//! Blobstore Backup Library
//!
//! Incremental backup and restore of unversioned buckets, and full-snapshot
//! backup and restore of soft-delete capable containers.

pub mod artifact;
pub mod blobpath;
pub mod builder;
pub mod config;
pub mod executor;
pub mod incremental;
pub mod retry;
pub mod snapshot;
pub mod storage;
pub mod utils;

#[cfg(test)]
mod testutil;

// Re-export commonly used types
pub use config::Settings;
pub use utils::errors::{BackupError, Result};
******************************
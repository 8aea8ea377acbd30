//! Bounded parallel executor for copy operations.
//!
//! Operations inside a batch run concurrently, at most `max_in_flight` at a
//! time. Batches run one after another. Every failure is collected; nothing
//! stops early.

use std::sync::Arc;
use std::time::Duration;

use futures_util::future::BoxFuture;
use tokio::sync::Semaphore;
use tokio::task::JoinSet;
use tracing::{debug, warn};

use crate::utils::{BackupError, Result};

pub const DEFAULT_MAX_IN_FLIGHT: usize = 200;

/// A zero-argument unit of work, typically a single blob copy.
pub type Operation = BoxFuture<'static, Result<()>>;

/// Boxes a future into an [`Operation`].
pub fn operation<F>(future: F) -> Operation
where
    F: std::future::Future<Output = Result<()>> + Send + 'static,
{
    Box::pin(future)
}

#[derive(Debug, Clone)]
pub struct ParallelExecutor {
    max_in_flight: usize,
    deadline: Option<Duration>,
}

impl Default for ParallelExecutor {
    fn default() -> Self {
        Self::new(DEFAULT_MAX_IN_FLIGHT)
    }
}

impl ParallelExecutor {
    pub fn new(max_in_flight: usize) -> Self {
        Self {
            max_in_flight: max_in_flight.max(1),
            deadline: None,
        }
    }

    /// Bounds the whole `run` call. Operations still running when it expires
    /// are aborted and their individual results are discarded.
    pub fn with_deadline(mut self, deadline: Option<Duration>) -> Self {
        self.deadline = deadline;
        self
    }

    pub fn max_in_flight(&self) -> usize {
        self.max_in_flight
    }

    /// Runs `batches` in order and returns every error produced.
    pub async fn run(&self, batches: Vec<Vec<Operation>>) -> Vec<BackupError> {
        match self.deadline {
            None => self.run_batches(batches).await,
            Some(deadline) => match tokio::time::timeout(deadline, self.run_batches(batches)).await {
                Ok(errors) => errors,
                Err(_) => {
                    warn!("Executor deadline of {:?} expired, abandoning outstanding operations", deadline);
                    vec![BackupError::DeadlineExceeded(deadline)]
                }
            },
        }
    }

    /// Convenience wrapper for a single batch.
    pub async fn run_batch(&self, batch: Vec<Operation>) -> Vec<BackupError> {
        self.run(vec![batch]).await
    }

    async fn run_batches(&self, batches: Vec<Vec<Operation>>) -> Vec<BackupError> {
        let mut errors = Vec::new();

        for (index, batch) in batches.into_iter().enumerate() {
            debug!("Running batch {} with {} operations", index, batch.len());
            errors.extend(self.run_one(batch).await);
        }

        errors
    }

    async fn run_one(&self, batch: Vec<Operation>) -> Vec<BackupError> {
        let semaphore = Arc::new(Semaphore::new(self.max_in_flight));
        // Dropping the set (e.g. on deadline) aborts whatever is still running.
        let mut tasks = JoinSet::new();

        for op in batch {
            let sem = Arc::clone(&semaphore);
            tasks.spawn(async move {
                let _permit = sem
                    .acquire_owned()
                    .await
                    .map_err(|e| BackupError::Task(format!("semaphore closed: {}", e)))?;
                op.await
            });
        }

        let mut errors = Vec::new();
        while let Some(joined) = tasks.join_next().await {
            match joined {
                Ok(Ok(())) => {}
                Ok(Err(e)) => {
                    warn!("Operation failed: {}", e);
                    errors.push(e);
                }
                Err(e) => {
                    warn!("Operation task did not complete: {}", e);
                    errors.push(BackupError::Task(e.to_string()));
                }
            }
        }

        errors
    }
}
******************************
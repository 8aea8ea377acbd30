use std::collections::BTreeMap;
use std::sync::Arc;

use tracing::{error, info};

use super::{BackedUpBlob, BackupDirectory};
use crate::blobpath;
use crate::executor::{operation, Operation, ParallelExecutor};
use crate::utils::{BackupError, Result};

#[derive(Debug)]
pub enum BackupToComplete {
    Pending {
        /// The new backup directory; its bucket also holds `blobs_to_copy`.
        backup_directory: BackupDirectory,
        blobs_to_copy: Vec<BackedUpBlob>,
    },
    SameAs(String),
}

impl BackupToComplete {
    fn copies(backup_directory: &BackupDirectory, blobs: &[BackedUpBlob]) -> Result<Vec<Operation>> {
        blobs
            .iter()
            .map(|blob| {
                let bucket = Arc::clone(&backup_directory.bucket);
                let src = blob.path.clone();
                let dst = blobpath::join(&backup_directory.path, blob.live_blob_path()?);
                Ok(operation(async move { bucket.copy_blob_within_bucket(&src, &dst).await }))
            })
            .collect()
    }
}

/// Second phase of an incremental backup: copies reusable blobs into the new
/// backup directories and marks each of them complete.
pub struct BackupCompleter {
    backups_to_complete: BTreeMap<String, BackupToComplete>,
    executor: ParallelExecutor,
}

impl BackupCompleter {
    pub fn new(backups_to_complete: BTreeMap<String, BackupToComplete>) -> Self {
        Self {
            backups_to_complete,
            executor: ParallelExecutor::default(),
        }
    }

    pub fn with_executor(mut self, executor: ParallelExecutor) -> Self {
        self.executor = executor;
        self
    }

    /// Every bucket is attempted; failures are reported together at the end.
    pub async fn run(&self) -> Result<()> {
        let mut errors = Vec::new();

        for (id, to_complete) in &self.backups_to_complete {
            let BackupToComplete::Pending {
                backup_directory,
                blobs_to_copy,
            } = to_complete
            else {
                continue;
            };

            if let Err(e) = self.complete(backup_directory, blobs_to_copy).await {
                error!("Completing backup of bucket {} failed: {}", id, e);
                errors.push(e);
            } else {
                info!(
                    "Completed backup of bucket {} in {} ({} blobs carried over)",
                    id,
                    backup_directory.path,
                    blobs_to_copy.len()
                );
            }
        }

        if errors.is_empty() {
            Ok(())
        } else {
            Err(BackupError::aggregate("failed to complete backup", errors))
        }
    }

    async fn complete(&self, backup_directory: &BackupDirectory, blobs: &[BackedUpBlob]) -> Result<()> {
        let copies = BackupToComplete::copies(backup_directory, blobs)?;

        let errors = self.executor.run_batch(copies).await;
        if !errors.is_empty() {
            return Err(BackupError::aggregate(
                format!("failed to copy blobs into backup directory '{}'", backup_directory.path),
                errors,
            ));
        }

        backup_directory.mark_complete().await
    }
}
******************************
WHAT THE TASK REQUIRES —
For each line of the data that includes the word "utils", return a copy of it.

OUTPUT OF THE TASK —
pub mod utils;
pub use utils::errors::{BackupError, Result};
use crate::utils::{BackupError, Result};
use crate::utils::{BackupError, Result};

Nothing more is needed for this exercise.